The visionary’s World


Book Review: Non-fiction/cinema-Deep Focus: Reflections on Cinema by Satyajit Ray (edited by Sandeep Ray), Harper Collins, 171 pp; Rs550 (Hardback)
There is unanimity among different sections of polemists who regard Satyajit Ray as the man who heralded realism in Indian cinema and whose contribution is strongly felt in India and the world; not only in the cinematic arena but on the overall movement of realistic art. Ray was a thinker, writer and gifted speaker, which made him distinctively creative and appealing to different class of observers. The first writing proposal Ray received was from P.C. Mahalnobish, renowned economic planner of free India, who at that time was heading the Indian Statistical Institute (ISI) in Calcutta. Impressed by the young economics student, Mahalanobish offered Ray a regular column in ISI’s journal. This marked the beginning of the latter’s tryst with writing.

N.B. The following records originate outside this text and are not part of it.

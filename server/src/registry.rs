//! Registry of connected, registered players
//!
//! The registry is the single source of truth for who is online. It owns one
//! [`Player`] entry per username and is shared between connection tasks as
//! an `Arc<Registry>`. All access goes through one `RwLock`:
//! - uniqueness checks and inserts happen under the same write guard
//! - broadcasts copy a snapshot under the read guard and send outside it
//! - removal is keyed by username *and* connection id, so it is idempotent
//!   and a stale connection never evicts a newer owner of the name

use crate::client::{ClientHandle, ConnectionId};
use log::info;
use shared::{AvatarId, PlayerSnapshot, Position};
use std::collections::BTreeMap;
use std::sync::atomic::{AtomicU64, Ordering};
use thiserror::Error;
use tokio::sync::RwLock;

/// A registered player and the outbound handle of its connection
#[derive(Debug)]
pub struct Player {
    pub username: String,
    pub avatar_id: AvatarId,
    /// Last position reported by the player itself
    pub position: Position,
    pub client: ClientHandle,
}

impl Player {
    pub fn new(username: String, avatar_id: AvatarId, client: ClientHandle) -> Self {
        Self {
            username,
            avatar_id,
            position: Position::origin(),
            client,
        }
    }

    pub fn snapshot(&self) -> PlayerSnapshot {
        PlayerSnapshot {
            username: self.username.clone(),
            avatar_id: self.avatar_id.clone(),
            position: self.position,
        }
    }
}

#[derive(Debug, Error, Clone, PartialEq)]
pub enum RegistryError {
    #[error("username: '{0}' is not available.")]
    UsernameTaken(String),
    #[error("Server is full, try again later.")]
    Full,
}

/// One player as seen at snapshot time
#[derive(Debug, Clone)]
pub struct RosterEntry {
    pub player: PlayerSnapshot,
    pub client: ClientHandle,
}

/// Consistent copy of the whole registry, taken under a single read guard
#[derive(Debug, Clone, Default)]
pub struct Roster {
    pub entries: Vec<RosterEntry>,
}

impl Roster {
    pub fn players(&self) -> Vec<PlayerSnapshot> {
        self.entries.iter().map(|e| e.player.clone()).collect()
    }

    pub fn get(&self, username: &str) -> Option<&RosterEntry> {
        self.entries.iter().find(|e| e.player.username == username)
    }

    /// Everyone except `username`
    pub fn others(&self, username: &str) -> Vec<RosterEntry> {
        self.entries
            .iter()
            .filter(|e| e.player.username != username)
            .cloned()
            .collect()
    }
}

pub struct Registry {
    /// Registered players keyed by username, iterated in sorted order
    players: RwLock<BTreeMap<String, Player>>,
    /// Maximum number of concurrent players, unlimited when `None`
    max_players: Option<usize>,
    next_connection_id: AtomicU64,
}

impl Registry {
    pub fn new() -> Self {
        Self::with_max_players(None)
    }

    pub fn with_max_players(max_players: Option<usize>) -> Self {
        Self {
            players: RwLock::new(BTreeMap::new()),
            max_players,
            next_connection_id: AtomicU64::new(1),
        }
    }

    /// Hands out a fresh id for a newly accepted connection
    pub fn next_connection_id(&self) -> ConnectionId {
        self.next_connection_id.fetch_add(1, Ordering::Relaxed)
    }

    /// Registers `username` for the connection behind `client`.
    ///
    /// The availability check and the insert happen under one write guard,
    /// so of several concurrent attempts on the same name exactly one wins.
    pub async fn register(
        &self,
        username: &str,
        avatar_id: AvatarId,
        client: ClientHandle,
    ) -> Result<PlayerSnapshot, RegistryError> {
        let mut players = self.players.write().await;

        if players.contains_key(username) {
            return Err(RegistryError::UsernameTaken(username.to_string()));
        }
        if let Some(max) = self.max_players {
            if players.len() >= max {
                return Err(RegistryError::Full);
            }
        }

        let connection = client.id();
        let player = Player::new(username.to_string(), avatar_id, client);
        let snapshot = player.snapshot();
        players.insert(username.to_string(), player);
        info!(
            "Player '{}' registered on connection {} ({} online)",
            username,
            connection,
            players.len()
        );

        Ok(snapshot)
    }

    /// Removes the entry for `username` if it still belongs to `connection`.
    ///
    /// Returns false when there was nothing to remove, which happens when
    /// the close path and a failed delivery both try to clean up.
    pub async fn remove(&self, username: &str, connection: ConnectionId) -> bool {
        let mut players = self.players.write().await;

        match players.get(username) {
            Some(player) if player.client.id() == connection => {
                players.remove(username);
                info!("Player '{}' removed ({} online)", username, players.len());
                true
            }
            _ => false,
        }
    }

    /// Stores a new position for `username`. Only the owning connection may
    /// move its player.
    pub async fn set_position(
        &self,
        username: &str,
        connection: ConnectionId,
        position: Position,
    ) -> bool {
        let mut players = self.players.write().await;

        match players.get_mut(username) {
            Some(player) if player.client.id() == connection => {
                player.position = position;
                true
            }
            _ => false,
        }
    }

    pub async fn snapshot(&self) -> Roster {
        let players = self.players.read().await;
        Roster {
            entries: players
                .values()
                .map(|p| RosterEntry {
                    player: p.snapshot(),
                    client: p.client.clone(),
                })
                .collect(),
        }
    }

    pub async fn player(&self, username: &str) -> Option<PlayerSnapshot> {
        self.players.read().await.get(username).map(Player::snapshot)
    }

    pub async fn contains(&self, username: &str) -> bool {
        self.players.read().await.contains_key(username)
    }

    pub async fn len(&self) -> usize {
        self.players.read().await.len()
    }

    pub async fn is_empty(&self) -> bool {
        self.players.read().await.is_empty()
    }
}

impl Default for Registry {
    fn default() -> Self {
        Self::new()
    }
}
//! High-score persistence
//!
//! The simulation only sees the [`HighScoreStore`] contract. Backends:
//! - [`HighScores`](crate::HighScores): in memory (tests, headless runs)
//! - `JsonFileStore`: JSON file on native, written via tmp file + rename
//! - `LocalStorageStore`: browser LocalStorage on wasm32
//!
//! Storage failures never reach gameplay: they are logged and the store
//! falls back to what it has in memory.

use crate::sim::Difficulty;

#[cfg(not(target_arch = "wasm32"))]
mod file;
#[cfg(target_arch = "wasm32")]
mod web;

#[cfg(not(target_arch = "wasm32"))]
pub use file::{JsonFileStore, read_json, write_json};
#[cfg(target_arch = "wasm32")]
pub use web::{LocalStorageStore, local_storage_get, local_storage_set};

/// Read/write contract for the best score of each difficulty tier
pub trait HighScoreStore {
    /// Best score recorded for `difficulty`, 0 if none
    fn load_high_score(&self, difficulty: Difficulty) -> u64;

    /// Durably record a new best score. Called synchronously on every new high.
    fn store_high_score(&mut self, difficulty: Difficulty, value: u64);
}

impl<S: HighScoreStore + ?Sized> HighScoreStore for Box<S> {
    fn load_high_score(&self, difficulty: Difficulty) -> u64 {
        (**self).load_high_score(difficulty)
    }

    fn store_high_score(&mut self, difficulty: Difficulty, value: u64) {
        (**self).store_high_score(difficulty, value)
    }
}
//! Looping frame animation
//!
//! Frames are plain indices; the presentation layer maps them onto texture
//! regions. The animation holds no clock of its own: callers pass the shared
//! elapsed time of the round.

use serde::{Deserialize, Serialize};

/// A fixed-rate, endlessly looping frame sequence
#[derive(Debug, Clone, Copy, PartialEq, Serialize, Deserialize)]
pub struct Animation {
    /// Number of frames in the loop (at least 1)
    pub frame_count: usize,
    /// Seconds each frame stays on screen
    pub frame_duration: f32,
}

impl Animation {
    pub fn new(frame_count: usize, frame_duration: f32) -> Self {
        debug_assert!(frame_count > 0, "animation needs at least one frame");
        debug_assert!(frame_duration > 0.0, "frame duration must be positive");
        Self {
            frame_count,
            frame_duration,
        }
    }

    /// A single still frame
    pub fn still() -> Self {
        Self::new(1, 1.0)
    }

    /// Frame shown at `elapsed` seconds: `floor(elapsed / duration) mod count`
    pub fn frame_at(&self, elapsed: f32) -> usize {
        if self.frame_count <= 1 || elapsed <= 0.0 {
            return 0;
        }
        let ticks = (elapsed / self.frame_duration).floor() as u64;
        (ticks % self.frame_count as u64) as usize
    }

    /// Length of one full loop in seconds
    pub fn cycle_duration(&self) -> f32 {
        self.frame_duration * self.frame_count as f32
    }
}

impl Default for Animation {
    fn default() -> Self {
        Self::still()
    }
}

At a different point in time, Rabindranath Tagore had induced Ray’s mother to send him to receive art education at Shantiniketan, which Ray happily joined to live under the shadow of Tagore rather than earning a formal recognition in art. After Tagore’s death, he felt living in the campus was purposeless and thus left his art training in the final year in favour of travelling across India with meagre resources but the rich company of a few likeminded friends. Free humane spirits always drove him more than anything else; Ray, like Tagore, remained attached to the beautiful attributes of life and works. As a filmmaker, he met the acclaim he deserved though his contributions as a writer remained subdued under the deep canopy of the former.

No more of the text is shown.